### DATA
<<<<
//! Spotify access token refresh
//!
//! Exchanges the long-lived refresh token for a short-lived access token at
//! the accounts service, using HTTP Basic client authentication.

use crate::error::{SyncError, SyncResult};
use base64::engine::general_purpose::STANDARD;
use base64::Engine;
use reqwest::header::AUTHORIZATION;
use reqwest::StatusCode;
use serde::Deserialize;
use std::fmt;
use std::time::Duration;
use tracing::{debug, info};

pub(crate) const USER_AGENT: &str = concat!("rpsync/", env!("CARGO_PKG_VERSION"));
pub(crate) const REQUEST_TIMEOUT: Duration = Duration::from_secs(30);

/// Short-lived bearer token for the Web API
///
/// Never printed: `Debug` is redacted and there is no `Display`.
#[derive(Clone, PartialEq, Eq)]
pub struct AccessToken(String);

impl AccessToken {
    pub fn new(token: impl Into<String>) -> Self {
        Self(token.into())
    }

    pub fn as_str(&self) -> &str {
        &self.0
    }
}

impl fmt::Debug for AccessToken {
    fn fmt(&self, f: &mut fmt::Formatter<'_>) -> fmt::Result {
        f.write_str("AccessToken(<redacted>)")
    }
}

/// Token endpoint response body
#[derive(Debug, Deserialize)]
struct TokenResponse {
    access_token: String,
    #[serde(default)]
    expires_in: Option<u64>,
}

/// `base64(client_id:client_secret)` for the Basic authorization header
pub fn basic_credential(client_id: &str, client_secret: &str) -> String {
    STANDARD.encode(format!("{}:{}", client_id, client_secret))
}

/// Client for the token endpoint
pub struct TokenRefresher {
    http_client: reqwest::Client,
    token_url: String,
}

impl TokenRefresher {
    pub fn new(token_url: impl Into<String>) -> SyncResult<Self> {
        let http_client = reqwest::Client::builder()
            .user_agent(USER_AGENT)
            .timeout(REQUEST_TIMEOUT)
            .build()?;

        Ok(Self {
            http_client,
            token_url: token_url.into(),
        })
    }

    /// Exchange the refresh token for an access token
    ///
    /// Any status other than 200 is an [`SyncError::AuthRefresh`]. No retry.
    pub async fn refresh(
        &self,
        client_id: &str,
        client_secret: &str,
        refresh_token: &str,
    ) -> SyncResult<AccessToken> {
        debug!(url = %self.token_url, "Requesting access token");

        let response = self
            .http_client
            .post(&self.token_url)
            .header(
                AUTHORIZATION,
                format!("Basic {}", basic_credential(client_id, client_secret)),
            )
            .form(&[
                ("grant_type", "refresh_token"),
                ("refresh_token", refresh_token),
            ])
            .send()
            .await?;

        let status = response.status();
        if status != StatusCode::OK {
            let body = response.text().await.unwrap_or_default();
            return Err(SyncError::AuthRefresh {
                status: status.as_u16(),
                body,
            });
        }

        let token: TokenResponse = response
            .json()
            .await
            .map_err(|e| SyncError::Parse(format!("token response: {}", e)))?;

        info!(expires_in = ?token.expires_in, "Access token refreshed");

        Ok(AccessToken(token.access_token))
    }
}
>>>>
### EXERCISE PROMPT
For the string "serde", find every line of the material that contains it, and copy each one.

### FINISHED TASK
use serde::Deserialize;
    #[serde(default)]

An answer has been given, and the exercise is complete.